(The input begins)

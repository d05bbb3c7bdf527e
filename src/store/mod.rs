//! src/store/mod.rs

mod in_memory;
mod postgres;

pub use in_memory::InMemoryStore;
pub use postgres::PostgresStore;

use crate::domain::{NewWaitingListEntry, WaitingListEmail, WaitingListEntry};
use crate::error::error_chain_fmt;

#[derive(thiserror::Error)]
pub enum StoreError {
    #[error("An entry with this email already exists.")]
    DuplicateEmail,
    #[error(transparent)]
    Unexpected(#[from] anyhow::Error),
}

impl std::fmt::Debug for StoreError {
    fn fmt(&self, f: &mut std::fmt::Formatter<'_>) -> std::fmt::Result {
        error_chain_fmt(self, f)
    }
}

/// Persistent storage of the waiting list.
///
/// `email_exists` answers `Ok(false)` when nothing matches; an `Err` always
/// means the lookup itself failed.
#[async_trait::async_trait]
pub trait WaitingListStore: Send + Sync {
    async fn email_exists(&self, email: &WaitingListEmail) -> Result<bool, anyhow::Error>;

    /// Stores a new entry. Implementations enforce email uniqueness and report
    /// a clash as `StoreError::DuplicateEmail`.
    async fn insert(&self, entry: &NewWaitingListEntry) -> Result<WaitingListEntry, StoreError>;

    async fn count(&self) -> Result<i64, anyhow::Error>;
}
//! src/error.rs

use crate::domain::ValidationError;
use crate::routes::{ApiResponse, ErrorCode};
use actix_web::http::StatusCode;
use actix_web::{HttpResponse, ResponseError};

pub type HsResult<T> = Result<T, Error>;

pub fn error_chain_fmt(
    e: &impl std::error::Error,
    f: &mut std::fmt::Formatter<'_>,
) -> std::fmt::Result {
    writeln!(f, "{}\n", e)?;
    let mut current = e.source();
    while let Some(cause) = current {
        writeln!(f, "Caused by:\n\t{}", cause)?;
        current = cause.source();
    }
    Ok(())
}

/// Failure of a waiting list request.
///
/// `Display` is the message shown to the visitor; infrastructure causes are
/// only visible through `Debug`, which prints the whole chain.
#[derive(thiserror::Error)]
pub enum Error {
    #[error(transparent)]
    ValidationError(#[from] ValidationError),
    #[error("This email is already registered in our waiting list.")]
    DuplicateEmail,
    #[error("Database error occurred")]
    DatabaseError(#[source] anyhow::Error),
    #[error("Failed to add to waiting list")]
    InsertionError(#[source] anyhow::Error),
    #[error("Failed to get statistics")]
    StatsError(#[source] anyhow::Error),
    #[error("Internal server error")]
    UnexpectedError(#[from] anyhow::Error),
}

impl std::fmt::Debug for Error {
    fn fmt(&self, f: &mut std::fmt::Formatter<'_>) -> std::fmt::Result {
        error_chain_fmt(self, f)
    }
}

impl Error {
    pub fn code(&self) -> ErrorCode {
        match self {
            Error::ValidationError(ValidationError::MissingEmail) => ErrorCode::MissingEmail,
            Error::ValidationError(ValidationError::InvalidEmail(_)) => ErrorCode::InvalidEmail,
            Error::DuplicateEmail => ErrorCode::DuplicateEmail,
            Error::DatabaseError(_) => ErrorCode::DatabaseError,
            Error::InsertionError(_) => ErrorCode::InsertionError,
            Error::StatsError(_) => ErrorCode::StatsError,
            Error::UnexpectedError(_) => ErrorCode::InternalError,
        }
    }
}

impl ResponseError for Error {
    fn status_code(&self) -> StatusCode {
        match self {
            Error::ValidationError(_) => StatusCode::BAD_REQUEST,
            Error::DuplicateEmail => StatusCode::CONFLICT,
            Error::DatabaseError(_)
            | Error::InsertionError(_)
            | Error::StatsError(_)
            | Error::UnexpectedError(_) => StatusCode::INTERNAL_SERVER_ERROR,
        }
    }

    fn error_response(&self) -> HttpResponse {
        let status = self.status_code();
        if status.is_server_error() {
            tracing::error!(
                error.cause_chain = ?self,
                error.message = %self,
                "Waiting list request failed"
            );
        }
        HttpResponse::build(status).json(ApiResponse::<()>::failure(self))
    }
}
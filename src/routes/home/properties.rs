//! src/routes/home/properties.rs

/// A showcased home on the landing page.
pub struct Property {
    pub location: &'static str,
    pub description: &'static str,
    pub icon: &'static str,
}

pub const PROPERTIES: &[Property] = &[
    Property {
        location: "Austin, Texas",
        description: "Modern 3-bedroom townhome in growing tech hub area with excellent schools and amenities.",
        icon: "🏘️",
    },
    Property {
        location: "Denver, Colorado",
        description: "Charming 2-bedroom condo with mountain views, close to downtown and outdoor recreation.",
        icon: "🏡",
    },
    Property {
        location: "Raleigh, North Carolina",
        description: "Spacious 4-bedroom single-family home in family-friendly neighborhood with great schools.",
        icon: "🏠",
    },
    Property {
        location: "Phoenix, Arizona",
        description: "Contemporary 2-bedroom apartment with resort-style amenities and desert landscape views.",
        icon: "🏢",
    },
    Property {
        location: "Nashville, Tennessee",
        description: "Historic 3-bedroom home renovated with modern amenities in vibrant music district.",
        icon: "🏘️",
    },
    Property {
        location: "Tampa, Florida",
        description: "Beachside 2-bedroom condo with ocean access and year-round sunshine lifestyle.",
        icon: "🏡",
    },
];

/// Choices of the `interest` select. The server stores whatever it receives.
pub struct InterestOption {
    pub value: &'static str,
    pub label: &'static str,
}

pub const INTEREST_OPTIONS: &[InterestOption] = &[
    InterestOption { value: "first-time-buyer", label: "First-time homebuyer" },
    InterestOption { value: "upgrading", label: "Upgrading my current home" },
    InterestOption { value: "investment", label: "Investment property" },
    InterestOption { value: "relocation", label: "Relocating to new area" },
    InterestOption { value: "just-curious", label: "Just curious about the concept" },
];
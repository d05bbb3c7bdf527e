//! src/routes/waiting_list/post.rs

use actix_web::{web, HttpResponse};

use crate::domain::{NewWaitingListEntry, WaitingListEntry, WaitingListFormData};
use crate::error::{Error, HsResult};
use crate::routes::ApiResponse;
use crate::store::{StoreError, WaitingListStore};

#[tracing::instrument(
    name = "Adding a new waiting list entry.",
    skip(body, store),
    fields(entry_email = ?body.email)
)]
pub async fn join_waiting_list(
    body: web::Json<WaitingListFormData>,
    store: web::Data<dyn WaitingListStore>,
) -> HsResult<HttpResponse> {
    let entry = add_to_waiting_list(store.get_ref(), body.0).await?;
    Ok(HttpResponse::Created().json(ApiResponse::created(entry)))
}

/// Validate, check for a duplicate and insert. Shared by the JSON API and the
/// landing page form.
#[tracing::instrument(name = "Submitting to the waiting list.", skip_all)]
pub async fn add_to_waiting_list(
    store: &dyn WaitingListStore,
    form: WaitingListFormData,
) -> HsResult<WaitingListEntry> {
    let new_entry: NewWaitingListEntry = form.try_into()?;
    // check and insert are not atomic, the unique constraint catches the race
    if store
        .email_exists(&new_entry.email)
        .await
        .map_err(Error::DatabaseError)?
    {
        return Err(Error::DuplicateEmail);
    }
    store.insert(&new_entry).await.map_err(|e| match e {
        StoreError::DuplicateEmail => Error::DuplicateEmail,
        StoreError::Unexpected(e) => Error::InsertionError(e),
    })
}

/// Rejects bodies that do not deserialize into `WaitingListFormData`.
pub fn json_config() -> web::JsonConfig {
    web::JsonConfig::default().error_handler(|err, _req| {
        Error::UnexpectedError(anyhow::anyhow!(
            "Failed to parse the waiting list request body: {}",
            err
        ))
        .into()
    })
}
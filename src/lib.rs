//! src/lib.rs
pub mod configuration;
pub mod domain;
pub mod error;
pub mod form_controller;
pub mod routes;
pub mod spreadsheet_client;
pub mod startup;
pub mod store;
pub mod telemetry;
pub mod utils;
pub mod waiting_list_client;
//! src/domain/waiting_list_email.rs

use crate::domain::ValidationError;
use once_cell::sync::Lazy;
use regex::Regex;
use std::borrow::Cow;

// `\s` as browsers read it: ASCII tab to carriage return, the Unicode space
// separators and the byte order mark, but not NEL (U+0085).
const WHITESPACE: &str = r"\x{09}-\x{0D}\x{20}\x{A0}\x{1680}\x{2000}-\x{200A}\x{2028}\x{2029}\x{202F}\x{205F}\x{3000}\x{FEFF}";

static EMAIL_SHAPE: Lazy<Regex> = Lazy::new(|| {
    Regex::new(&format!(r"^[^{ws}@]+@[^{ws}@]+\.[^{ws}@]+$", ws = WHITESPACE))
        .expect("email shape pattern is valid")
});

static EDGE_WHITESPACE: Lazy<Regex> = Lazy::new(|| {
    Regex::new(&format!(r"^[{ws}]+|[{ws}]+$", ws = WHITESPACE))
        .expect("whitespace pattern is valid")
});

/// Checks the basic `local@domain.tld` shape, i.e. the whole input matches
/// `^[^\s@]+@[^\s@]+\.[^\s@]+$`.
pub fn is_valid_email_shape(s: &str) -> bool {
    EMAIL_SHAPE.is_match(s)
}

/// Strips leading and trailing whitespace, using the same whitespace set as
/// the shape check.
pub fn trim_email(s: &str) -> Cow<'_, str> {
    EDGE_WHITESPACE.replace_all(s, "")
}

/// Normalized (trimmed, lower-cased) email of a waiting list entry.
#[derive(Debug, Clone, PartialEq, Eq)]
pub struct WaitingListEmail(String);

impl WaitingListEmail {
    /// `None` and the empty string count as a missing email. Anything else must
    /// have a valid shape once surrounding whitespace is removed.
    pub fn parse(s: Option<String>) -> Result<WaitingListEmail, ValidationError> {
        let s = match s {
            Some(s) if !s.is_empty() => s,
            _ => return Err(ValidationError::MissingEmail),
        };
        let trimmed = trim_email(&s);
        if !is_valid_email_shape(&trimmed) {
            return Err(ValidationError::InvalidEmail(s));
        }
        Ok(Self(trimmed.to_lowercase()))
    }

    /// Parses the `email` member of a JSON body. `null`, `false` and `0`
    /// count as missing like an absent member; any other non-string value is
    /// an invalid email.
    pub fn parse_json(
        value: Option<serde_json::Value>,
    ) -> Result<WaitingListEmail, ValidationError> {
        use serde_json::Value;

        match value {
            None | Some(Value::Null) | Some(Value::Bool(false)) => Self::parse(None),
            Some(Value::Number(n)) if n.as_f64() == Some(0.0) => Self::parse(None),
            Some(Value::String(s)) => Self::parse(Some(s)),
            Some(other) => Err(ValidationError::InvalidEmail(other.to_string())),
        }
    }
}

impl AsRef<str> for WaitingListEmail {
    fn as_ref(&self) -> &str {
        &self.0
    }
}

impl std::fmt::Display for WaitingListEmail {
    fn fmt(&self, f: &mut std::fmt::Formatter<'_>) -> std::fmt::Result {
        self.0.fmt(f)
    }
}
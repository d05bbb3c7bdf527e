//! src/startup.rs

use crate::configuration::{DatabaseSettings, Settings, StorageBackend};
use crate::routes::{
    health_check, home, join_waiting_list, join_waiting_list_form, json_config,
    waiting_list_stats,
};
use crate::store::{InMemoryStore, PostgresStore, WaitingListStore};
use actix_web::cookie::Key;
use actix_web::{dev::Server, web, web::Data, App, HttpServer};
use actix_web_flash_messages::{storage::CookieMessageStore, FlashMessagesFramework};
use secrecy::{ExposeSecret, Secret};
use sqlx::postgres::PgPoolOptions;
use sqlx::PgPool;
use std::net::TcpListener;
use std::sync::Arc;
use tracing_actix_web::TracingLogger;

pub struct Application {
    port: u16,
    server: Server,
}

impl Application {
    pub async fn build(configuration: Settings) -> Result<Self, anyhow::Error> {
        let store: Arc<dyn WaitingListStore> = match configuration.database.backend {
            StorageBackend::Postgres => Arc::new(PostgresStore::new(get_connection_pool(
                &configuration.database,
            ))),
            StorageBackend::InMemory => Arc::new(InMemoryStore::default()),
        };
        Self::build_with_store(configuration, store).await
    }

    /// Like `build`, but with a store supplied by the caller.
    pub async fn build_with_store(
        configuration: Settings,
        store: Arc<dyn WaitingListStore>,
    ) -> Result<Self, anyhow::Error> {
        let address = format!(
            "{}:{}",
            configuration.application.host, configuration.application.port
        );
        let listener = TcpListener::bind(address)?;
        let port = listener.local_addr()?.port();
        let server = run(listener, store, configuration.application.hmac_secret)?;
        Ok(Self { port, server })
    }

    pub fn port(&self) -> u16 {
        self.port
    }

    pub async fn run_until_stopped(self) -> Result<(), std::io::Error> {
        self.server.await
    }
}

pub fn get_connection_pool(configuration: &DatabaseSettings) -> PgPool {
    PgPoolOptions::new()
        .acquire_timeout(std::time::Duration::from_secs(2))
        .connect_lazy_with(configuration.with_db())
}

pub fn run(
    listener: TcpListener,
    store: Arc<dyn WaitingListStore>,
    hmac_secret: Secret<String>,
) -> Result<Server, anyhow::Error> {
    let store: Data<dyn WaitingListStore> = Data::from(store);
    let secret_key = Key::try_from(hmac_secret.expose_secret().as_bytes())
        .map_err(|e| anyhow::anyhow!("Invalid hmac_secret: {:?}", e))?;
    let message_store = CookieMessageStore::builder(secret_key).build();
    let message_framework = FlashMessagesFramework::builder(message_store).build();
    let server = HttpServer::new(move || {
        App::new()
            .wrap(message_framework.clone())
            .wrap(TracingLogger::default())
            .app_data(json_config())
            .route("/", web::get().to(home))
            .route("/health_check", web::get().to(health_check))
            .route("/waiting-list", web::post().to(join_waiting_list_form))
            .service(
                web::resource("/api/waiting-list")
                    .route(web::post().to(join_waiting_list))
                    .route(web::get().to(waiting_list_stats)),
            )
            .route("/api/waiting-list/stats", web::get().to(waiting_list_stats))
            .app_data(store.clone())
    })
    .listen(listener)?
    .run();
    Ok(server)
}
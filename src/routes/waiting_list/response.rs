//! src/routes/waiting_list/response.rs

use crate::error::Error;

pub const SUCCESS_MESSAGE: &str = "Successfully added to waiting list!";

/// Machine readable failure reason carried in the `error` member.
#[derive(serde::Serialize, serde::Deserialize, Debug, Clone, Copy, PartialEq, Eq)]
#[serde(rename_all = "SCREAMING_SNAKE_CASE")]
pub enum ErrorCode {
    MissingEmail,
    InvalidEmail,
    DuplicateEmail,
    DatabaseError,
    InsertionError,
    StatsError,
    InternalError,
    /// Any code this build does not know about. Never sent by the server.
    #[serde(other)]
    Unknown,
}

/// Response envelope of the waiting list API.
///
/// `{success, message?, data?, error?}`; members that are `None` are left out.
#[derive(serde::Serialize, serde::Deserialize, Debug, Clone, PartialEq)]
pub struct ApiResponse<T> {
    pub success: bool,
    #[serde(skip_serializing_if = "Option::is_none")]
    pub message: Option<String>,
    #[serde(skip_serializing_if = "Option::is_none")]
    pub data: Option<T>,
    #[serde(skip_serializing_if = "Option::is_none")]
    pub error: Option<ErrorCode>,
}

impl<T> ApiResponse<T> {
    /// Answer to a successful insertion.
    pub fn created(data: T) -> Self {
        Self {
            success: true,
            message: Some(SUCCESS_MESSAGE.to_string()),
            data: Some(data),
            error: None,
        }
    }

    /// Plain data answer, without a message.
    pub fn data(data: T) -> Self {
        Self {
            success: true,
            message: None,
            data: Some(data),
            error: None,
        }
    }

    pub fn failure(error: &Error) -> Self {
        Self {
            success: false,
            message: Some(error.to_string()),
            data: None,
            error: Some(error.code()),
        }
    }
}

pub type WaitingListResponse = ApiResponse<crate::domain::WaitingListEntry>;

(The input ends)

Exercise instructions
Would you please copy every line in the data that contains the word "address"?

Task output
        let address = format!(
        let listener = TcpListener::bind(address)?;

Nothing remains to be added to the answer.